(Saved data entries)
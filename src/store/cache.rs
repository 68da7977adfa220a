/*!

The secret cache: an in-memory write-through/write-back buffer sitting
in front of [crate::store::secret::SecretStore], keyed by identity id.
See spec's SecretCache note in §2.

 */
use dashmap::DashMap;
use std::collections::HashMap;

use crate::credentials::Credentials;
use crate::error::Result;
use crate::method_cache::MethodCache;
use crate::store::secret::SecretStore;

#[derive(Clone, Default)]
struct CachedIdentity {
    credentials: Option<Credentials>,
    methods: HashMap<u32, MethodCache>,
}

/// A per-process cache of the most recently seen secret data for each
/// identity, so repeated reads (e.g. re-checking a password within one
/// session) don't round-trip through SQLite.
#[derive(Default)]
pub struct SecretCache {
    entries: DashMap<u32, CachedIdentity>,
}

impl SecretCache {
    pub fn new() -> Self {
        Self::default()
    }

    pub fn credentials(&self, id: u32) -> Option<Credentials> {
        self.entries.get(&id).and_then(|e| e.credentials.clone())
    }

    pub fn put_credentials(&self, id: u32, creds: Credentials) {
        self.entries.entry(id).or_default().credentials = Some(creds);
    }

    pub fn method_data(&self, id: u32, method_id: u32) -> Option<MethodCache> {
        self.entries.get(&id).and_then(|e| e.methods.get(&method_id).cloned())
    }

    pub fn put_method_data(&self, id: u32, method_id: u32, data: MethodCache) {
        self.entries.entry(id).or_default().methods.insert(method_id, data);
    }

    pub fn remove_method_data(&self, id: u32, method_id: Option<u32>) {
        if let Some(mut entry) = self.entries.get_mut(&id) {
            match method_id {
                Some(method_id) => {
                    entry.methods.remove(&method_id);
                }
                None => entry.methods.clear(),
            }
        }
    }

    /// Drops every cached value for `id` (the identity was removed, or its
    /// secrets were otherwise invalidated).
    pub fn remove_identity(&self, id: u32) {
        self.entries.remove(&id);
    }

    pub fn clear(&self) {
        self.entries.clear();
    }

    /// Writes every cached entry for `id` into `store`, atomically per the
    /// underlying store's own transaction semantics.
    pub fn flush(&self, id: u32, store: &mut SecretStore, max_data_storage: usize) -> Result<()> {
        let Some(entry) = self.entries.get(&id) else {
            return Ok(());
        };
        if let Some(creds) = &entry.credentials {
            store.update_credentials(creds)?;
        }
        for (method_id, data) in &entry.methods {
            store.update_data(id, *method_id, data, max_data_storage)?;
        }
        Ok(())
    }
}

#[cfg(test)]
mod tests {
    use super::*;

    #[test]
    fn test_credentials_roundtrip() {
        let cache = SecretCache::new();
        assert!(cache.credentials(1).is_none());
        cache.put_credentials(1, Credentials::new(1, "alice", "p@ss"));
        assert_eq!(cache.credentials(1).unwrap().username, "alice");
    }

    #[test]
    fn test_method_data_roundtrip() {
        let cache = SecretCache::new();
        let mut data = MethodCache::new();
        data.insert("token".into(), crate::method_cache::Value::Str("abc".into()));
        cache.put_method_data(1, 5, data.clone());
        assert_eq!(cache.method_data(1, 5).unwrap(), data);
        assert!(cache.method_data(1, 6).is_none());
    }

    #[test]
    fn test_remove_method_data_single_vs_all() {
        let cache = SecretCache::new();
        let data = MethodCache::new();
        cache.put_method_data(1, 5, data.clone());
        cache.put_method_data(1, 6, data.clone());
        cache.remove_method_data(1, Some(5));
        assert!(cache.method_data(1, 5).is_none());
        assert!(cache.method_data(1, 6).is_some());
        cache.remove_method_data(1, None);
        assert!(cache.method_data(1, 6).is_none());
    }

    #[test]
    fn test_remove_identity_drops_everything() {
        let cache = SecretCache::new();
        cache.put_credentials(1, Credentials::new(1, "a", "p"));
        cache.remove_identity(1);
        assert!(cache.credentials(1).is_none());
    }

    #[test]
    fn test_flush_writes_through_to_store() {
        use tempfile::tempdir;
        let dir = tempdir().unwrap();
        let mut store = SecretStore::new();
        store.open(&dir.path().join("secret.db")).unwrap();

        let cache = SecretCache::new();
        cache.put_credentials(1, Credentials::new(1, "alice", "p@ss"));
        cache
            .flush(1, &mut store, crate::store::secret::DEFAULT_MAX_DATA_STORAGE)
            .unwrap();

        let loaded = store.load_credentials(1).unwrap().unwrap();
        assert_eq!(loaded.username, "alice");
    }
}
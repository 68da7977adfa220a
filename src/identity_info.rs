/*!

[IdentityInfo]: the descriptive record for one stored identity.

 */
use std::collections::{BTreeMap, BTreeSet};

use crate::context::SecurityContext;

/// Wildcard mechanism name meaning "all mechanisms the plugin advertises".
pub const ALL_MECHANISMS: &str = "*";

/// The descriptive record for one identity.
///
/// An id of `0` means the identity has never been persisted. Every
/// non-zero id is present in both the metadata store and (if
/// `store_secret` was set when it was written) the secret store.
#[derive(Debug, Clone, PartialEq, Default)]
pub struct IdentityInfo {
    pub id: u32,
    pub username: String,
    pub username_is_secret: bool,
    pub secret: String,
    pub store_secret: bool,
    pub caption: String,
    pub realms: BTreeSet<String>,
    pub methods: BTreeMap<String, BTreeSet<String>>,
    pub acl: Vec<SecurityContext>,
    pub owner: SecurityContext,
    pub validated: bool,
    pub type_: u32,
}

impl IdentityInfo {
    /// A blank identity, as handed to a client asking to create one.
    pub fn blank() -> Self {
        IdentityInfo::default()
    }

    pub fn is_new(&self) -> bool {
        self.id == 0
    }

    /// The mechanisms granted for `method`, per the identity's ACL.
    ///
    /// Returns `None` if the method isn't listed at all (nothing granted).
    pub fn granted_mechanisms(&self, method: &str) -> Option<&BTreeSet<String>> {
        self.methods.get(method)
    }

    /// True if the identity's grant for `method` is the wildcard (or the
    /// identity is new and so has no restrictions yet).
    pub fn grants_all_mechanisms(&self, method: &str) -> bool {
        self.is_new()
            || self
                .methods
                .get(method)
                .is_some_and(|set| set.contains(ALL_MECHANISMS))
    }
}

__EXERCISE INSTRUCTIONS__: Copying word for word, give each line of the data above from the first one through the line containing "pub fn method_data(&self, id: u32, method_id: u32)", and nothing else.

__RESULT FOR THIS TASK__:
filename src/store/cache.rs
repository 68da7977adfa220a
/*!

The secret cache: an in-memory write-through/write-back buffer sitting
in front of [crate::store::secret::SecretStore], keyed by identity id.
See spec's SecretCache note in §2.

 */
use dashmap::DashMap;
use std::collections::HashMap;

use crate::credentials::Credentials;
use crate::error::Result;
use crate::method_cache::MethodCache;
use crate::store::secret::SecretStore;

#[derive(Clone, Default)]
struct CachedIdentity {
    credentials: Option<Credentials>,
    methods: HashMap<u32, MethodCache>,
}

/// A per-process cache of the most recently seen secret data for each
/// identity, so repeated reads (e.g. re-checking a password within one
/// session) don't round-trip through SQLite.
#[derive(Default)]
pub struct SecretCache {
    entries: DashMap<u32, CachedIdentity>,
}

impl SecretCache {
    pub fn new() -> Self {
        Self::default()
    }

    pub fn credentials(&self, id: u32) -> Option<Credentials> {
        self.entries.get(&id).and_then(|e| e.credentials.clone())
    }

    pub fn put_credentials(&self, id: u32, creds: Credentials) {
        self.entries.entry(id).or_default().credentials = Some(creds);
    }

    pub fn method_data(&self, id: u32, method_id: u32) -> Option<MethodCache> {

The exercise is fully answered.